== Data shown ==
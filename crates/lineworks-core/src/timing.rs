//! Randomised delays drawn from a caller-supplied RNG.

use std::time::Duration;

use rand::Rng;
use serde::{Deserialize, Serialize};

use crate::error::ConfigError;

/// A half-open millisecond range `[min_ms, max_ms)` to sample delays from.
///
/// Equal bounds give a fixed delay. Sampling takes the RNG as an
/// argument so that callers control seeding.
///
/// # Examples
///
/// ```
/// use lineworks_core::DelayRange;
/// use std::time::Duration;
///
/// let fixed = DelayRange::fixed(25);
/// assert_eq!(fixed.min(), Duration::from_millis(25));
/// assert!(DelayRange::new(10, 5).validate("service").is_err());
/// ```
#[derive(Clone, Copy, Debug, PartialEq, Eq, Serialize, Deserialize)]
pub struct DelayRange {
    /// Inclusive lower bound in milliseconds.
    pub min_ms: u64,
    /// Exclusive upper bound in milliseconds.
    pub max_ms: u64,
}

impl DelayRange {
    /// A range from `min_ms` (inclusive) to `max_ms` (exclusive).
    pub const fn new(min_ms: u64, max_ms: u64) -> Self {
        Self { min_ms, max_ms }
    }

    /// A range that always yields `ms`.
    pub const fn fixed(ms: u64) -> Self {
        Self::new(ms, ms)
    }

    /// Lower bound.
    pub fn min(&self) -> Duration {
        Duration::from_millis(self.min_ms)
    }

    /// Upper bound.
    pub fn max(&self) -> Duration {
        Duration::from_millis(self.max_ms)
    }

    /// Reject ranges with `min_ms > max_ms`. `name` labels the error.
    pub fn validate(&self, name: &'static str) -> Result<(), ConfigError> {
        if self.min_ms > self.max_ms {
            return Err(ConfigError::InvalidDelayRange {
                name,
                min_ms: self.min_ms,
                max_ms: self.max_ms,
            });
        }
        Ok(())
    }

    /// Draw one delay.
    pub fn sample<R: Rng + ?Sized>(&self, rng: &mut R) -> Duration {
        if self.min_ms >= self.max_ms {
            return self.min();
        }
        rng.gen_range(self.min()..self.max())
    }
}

...

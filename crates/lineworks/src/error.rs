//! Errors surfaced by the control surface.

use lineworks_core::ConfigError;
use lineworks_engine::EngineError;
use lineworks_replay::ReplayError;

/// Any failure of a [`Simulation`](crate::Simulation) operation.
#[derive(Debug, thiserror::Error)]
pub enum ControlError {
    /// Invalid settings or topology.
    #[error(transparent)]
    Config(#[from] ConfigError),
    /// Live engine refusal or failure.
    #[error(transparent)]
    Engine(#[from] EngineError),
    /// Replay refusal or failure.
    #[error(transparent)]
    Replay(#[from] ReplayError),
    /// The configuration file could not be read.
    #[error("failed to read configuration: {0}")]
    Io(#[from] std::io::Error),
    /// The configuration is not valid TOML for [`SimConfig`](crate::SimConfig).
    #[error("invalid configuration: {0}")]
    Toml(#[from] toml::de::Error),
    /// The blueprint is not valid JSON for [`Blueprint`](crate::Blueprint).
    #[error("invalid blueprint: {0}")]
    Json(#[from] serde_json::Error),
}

---

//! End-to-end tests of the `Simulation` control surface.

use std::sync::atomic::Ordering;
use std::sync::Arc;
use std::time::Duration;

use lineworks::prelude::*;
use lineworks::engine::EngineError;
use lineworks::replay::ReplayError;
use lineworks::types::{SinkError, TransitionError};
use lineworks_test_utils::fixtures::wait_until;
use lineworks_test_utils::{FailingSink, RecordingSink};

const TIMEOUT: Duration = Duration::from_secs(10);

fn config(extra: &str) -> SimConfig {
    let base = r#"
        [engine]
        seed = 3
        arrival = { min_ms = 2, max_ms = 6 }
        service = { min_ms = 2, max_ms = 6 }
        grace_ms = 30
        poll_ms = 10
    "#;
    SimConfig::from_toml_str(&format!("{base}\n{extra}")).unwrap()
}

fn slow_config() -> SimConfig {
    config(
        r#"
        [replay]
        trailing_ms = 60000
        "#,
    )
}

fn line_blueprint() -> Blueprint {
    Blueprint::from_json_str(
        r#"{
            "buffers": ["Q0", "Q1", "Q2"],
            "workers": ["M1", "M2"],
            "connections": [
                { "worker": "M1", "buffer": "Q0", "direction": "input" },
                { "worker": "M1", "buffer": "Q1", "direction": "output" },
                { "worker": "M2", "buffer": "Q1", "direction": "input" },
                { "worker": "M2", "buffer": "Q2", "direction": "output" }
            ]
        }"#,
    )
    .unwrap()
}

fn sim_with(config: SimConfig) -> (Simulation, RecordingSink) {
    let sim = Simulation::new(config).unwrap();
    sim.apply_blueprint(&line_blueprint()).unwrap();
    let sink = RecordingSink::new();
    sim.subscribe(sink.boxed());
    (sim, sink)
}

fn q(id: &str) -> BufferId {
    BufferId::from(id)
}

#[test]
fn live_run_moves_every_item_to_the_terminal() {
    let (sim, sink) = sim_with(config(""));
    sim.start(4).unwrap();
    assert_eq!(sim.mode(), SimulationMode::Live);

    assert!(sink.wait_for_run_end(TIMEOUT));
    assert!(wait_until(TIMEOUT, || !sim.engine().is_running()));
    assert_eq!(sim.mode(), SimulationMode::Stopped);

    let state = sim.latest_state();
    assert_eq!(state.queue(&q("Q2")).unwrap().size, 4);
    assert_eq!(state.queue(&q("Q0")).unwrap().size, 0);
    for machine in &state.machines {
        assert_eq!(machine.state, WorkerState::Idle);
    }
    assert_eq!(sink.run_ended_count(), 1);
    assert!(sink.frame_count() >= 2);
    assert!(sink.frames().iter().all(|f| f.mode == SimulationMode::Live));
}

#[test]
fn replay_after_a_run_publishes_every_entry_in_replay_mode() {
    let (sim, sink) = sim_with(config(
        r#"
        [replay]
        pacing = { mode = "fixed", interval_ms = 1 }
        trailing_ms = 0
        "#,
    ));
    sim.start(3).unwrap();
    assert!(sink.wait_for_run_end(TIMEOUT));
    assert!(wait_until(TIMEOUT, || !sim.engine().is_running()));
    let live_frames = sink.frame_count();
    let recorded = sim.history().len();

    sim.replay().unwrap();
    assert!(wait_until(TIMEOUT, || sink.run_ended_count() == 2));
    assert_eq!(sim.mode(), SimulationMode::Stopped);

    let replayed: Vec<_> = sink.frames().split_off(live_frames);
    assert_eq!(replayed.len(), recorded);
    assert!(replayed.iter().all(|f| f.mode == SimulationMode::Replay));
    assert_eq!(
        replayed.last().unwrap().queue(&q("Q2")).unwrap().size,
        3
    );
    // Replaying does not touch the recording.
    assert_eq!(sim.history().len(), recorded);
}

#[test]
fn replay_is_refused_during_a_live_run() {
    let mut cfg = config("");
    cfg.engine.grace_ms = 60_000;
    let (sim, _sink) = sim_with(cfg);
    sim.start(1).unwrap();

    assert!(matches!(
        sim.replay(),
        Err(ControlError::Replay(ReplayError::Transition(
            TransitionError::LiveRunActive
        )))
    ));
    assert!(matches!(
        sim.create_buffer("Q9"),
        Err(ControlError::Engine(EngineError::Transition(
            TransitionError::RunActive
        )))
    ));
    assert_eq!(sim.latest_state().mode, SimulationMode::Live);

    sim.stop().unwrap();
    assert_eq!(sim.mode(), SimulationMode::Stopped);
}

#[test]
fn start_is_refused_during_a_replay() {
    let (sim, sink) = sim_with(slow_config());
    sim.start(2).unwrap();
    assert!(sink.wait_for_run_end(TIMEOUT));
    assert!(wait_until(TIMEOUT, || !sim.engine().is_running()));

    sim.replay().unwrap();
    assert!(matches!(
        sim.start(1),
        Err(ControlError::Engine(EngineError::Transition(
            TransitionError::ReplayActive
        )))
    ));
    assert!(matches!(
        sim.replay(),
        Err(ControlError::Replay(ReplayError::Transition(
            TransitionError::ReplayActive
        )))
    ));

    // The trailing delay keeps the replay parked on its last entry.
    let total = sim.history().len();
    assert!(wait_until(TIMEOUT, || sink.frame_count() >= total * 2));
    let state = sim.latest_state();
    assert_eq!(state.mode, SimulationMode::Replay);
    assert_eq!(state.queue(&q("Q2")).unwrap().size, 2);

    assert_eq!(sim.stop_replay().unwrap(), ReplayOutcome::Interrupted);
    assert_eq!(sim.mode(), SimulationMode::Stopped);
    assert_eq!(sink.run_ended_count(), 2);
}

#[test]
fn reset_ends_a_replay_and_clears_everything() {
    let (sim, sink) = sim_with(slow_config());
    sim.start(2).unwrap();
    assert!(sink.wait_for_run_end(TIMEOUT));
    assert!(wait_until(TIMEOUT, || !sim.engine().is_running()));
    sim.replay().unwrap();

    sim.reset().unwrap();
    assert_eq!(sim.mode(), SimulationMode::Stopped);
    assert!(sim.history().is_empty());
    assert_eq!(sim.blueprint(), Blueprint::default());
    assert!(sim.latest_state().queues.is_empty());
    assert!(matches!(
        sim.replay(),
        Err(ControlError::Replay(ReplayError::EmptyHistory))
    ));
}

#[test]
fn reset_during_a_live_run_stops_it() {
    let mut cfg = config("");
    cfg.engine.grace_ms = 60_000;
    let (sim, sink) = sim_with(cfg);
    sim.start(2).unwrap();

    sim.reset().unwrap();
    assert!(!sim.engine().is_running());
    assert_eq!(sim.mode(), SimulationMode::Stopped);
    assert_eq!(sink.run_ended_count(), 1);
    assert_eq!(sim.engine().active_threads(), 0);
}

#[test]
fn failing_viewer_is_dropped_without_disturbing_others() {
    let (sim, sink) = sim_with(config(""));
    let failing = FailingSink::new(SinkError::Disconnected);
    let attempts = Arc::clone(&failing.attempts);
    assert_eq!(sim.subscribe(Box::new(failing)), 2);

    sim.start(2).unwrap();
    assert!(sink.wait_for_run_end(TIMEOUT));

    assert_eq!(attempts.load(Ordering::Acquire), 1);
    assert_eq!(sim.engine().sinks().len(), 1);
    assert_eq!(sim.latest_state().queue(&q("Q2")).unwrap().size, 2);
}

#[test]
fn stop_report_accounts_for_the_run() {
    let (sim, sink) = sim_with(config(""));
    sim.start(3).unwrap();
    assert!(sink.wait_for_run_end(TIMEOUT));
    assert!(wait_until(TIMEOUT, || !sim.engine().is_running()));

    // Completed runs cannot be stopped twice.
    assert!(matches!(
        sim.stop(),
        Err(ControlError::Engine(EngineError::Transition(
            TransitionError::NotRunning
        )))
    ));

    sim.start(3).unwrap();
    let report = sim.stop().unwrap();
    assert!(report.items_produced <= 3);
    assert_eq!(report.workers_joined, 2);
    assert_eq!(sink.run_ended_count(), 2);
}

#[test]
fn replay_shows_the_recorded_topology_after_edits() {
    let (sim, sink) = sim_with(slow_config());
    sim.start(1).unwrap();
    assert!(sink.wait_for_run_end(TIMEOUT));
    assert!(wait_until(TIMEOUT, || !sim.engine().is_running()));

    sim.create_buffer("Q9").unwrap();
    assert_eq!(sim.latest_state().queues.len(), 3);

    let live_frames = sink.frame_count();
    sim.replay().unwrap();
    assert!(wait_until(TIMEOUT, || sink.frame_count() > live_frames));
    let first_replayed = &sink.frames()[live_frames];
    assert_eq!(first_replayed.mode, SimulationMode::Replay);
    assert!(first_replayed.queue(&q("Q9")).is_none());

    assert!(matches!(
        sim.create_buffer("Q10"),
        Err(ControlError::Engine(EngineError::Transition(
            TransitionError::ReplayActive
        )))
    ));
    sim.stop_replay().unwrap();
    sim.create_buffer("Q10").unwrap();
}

== The task ==
Using the material above, find each line that holds "Ordering" and copy that line.

== Solution to this task ==
use std::sync::atomic::Ordering;
    assert_eq!(attempts.load(Ordering::Acquire), 1);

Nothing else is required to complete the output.